Clay Lane, Newark & Caunton Brickworks

 © Crown Copyright. Reproduced by permission of NLS/Ordnance Survey 1883.

As previously mentioned, Mrs Blagg owned a brickworks on Clay Lane, Newark & this works can be seen on the 1883 map above coloured green & situated not to far from Massey Street (coloured purple where the railway line loops round). It is thought that this Clay Lane works was operated by Mrs Blagg from the early 1900's up to 1920, but this cannot be verified.

With this Clay Lane brickworks being shown on this 1883 map, I have a trade directory entry for Duke & Smith owning this Clay Lane brickworks in Kelly's 1881 edition. More research has revealed Thomas Smith before joining William Duke at Clay Lane is recorded in a newspaper article dated July 1866 as owning a brickworks in Caunton, Newark, Smith is then listed in Kelly's 1876 edition at Caunton. Meanwhile William Duke is listed as solely operating a brickworks at Lowdham in Kelly's 1876 & 1881 editions. I then found White's 1885 edition reads William Duke, 6, Victoria Street, Newark (home), works Lowdham. Also from White's 1885 edition I obtained William Duke's advert in which he lists two brickworks, Lowdham & Clay Lane, so from this advert it appears Duke may have taken full control of the running the Clay Lane works. My next find in the London Gazette reveals William Duke in July 1886 placed his company into Liquidation.

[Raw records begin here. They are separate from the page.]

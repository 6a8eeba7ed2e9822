//! Collector models

use chrono::{NaiveDate, NaiveDateTime};
use serde::Serialize;

/// The operator of one susu group
#[derive(Debug, Clone, Serialize)]
pub struct Collector {
    pub id: String,
    pub full_name: String,
    pub phone: String,
    /// Registered mobile-money receiving number, matched against the
    /// recipient phone parsed out of submitted SMS evidence.
    pub momo_number: Option<String>,
    pub is_active: bool,
    /// First day of the first rotation cycle; no schedule exists until set.
    pub cycle_start_date: Option<NaiveDate>,
    pub payout_interval_days: i32,
    pub contribution_amount: Option<f64>,
    pub contribution_frequency: String,
    pub created_at: NaiveDateTime,
}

Below is a brick made by Thomas Smith at Caunton between 1866 & 1876 which was photographed by Frank Lawson who has since donated this brick to Newark & Sherwood Museum Services.  

Photo by Frank Lawson.



Robert Lineker, Newark

Photo by Frank Lawson. Frank has now donated this brick to Newark & Sherwood Museum Services.

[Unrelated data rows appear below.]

//! Balance models

use serde::Serialize;

use super::client::Client;

/// Live balance aggregate for one client, read from the client_balances view
///
/// balance = total confirmed deposits minus total completed payouts. Always
/// computed fresh by the database on read, never cached.
#[derive(Debug, Clone, Serialize)]
pub struct ClientBalance {
    pub client_id: String,
    pub collector_id: String,
    pub full_name: String,
    pub phone: String,
    pub total_deposits: f64,
    pub total_payouts: f64,
    pub balance: f64,
}

impl ClientBalance {
    /// Zero totals for a client the view does not cover, either because
    /// nothing was confirmed yet or because the client is inactive.
    pub fn zeroed(client: &Client) -> Self {
        ClientBalance {
            client_id: client.id.clone(),
            collector_id: client.collector_id.clone(),
            full_name: client.full_name.clone(),
            phone: client.phone.clone(),
            total_deposits: 0.0,
            total_payouts: 0.0,
            balance: 0.0,
        }
    }
}

#[cfg(test)]
mod tests {
    use super::*;
    use chrono::NaiveDate;

    #[test]
    fn test_zeroed_balance_keeps_the_client_identity() {
        let client = Client {
            id: "a".to_string(),
            collector_id: "col".to_string(),
            full_name: "Ama Serwaa".to_string(),
            phone: "0241111111".to_string(),
            payout_position: None,
            is_active: false,
            joined_at: NaiveDate::from_ymd_opt(2026, 1, 1)
                .unwrap()
                .and_hms_opt(0, 0, 0)
                .unwrap(),
        };

        let balance = ClientBalance::zeroed(&client);
        assert_eq!(balance.client_id, "a");
        assert_eq!(balance.full_name, "Ama Serwaa");
        assert_eq!(balance.total_deposits, 0.0);
        assert_eq!(balance.total_payouts, 0.0);
        assert_eq!(balance.balance, 0.0);
    }
}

Reverse of Lineker. Photo by Frank Lawson.

Robert Lineker is listed as brickmaker in White's 1853 edition at Beacon Hill, Newark, then in Kelly's 1855 edition he is listed at Balderton, Newark. From a family website a Robert Lineker is recorded in the 1851 Census as living at Balderton, but there is no listing of his profession, but I think he is our man as a list of his children's baptisms records him as brick & tile manufacturer on this web page. The exact location of his works is unknown. The 1853 entry lists him at Beacon Hill & his works was more than likely on Beacon Hill as the 1855 entry of Balderton may have been his home address same as recorded in the 1851 Census. It is from an article on the web about VOB that Robert Lineker is mention as a small independent gypsum, plaster, brick & tile manufacturer in Newark who was brickmaking between 1850 & 1860. Robert had completed an independent survey for the VOB on it's gypsum & clay reserves at both Orston & Newark. No exact date is given for this report, but a date of 1865 is given when the company issued a prospectus for the raising of share capital which included this report. The article goes on to say that from 1856 Robert Lineker got into financial difficulties that forced him eventually to sell his property & close his business by 1860. Apparently in November 1859 a court judgement was made against Robert Lineker for a debt of £332 owing to William Newton, who was a banker & a share holder in the Vale of Belvoir & Newark Plaster Company. So it looks like Robert sold up to repay this debt. 

The web article goes on to say that Robert Lineker in 1860 was calling himself a farmer. Then in 1861 Lineker is described as brickmaker & had entered into a partnership with Samuel Fretwell, a builder & stonemason in Newark as brick & tile manufacturers. There are no trade directory entries for this partnership & it may have been short lived as we next find that Samuel Fretwell is only listed as builder in White's 1864 edition & Lineker is not listed. 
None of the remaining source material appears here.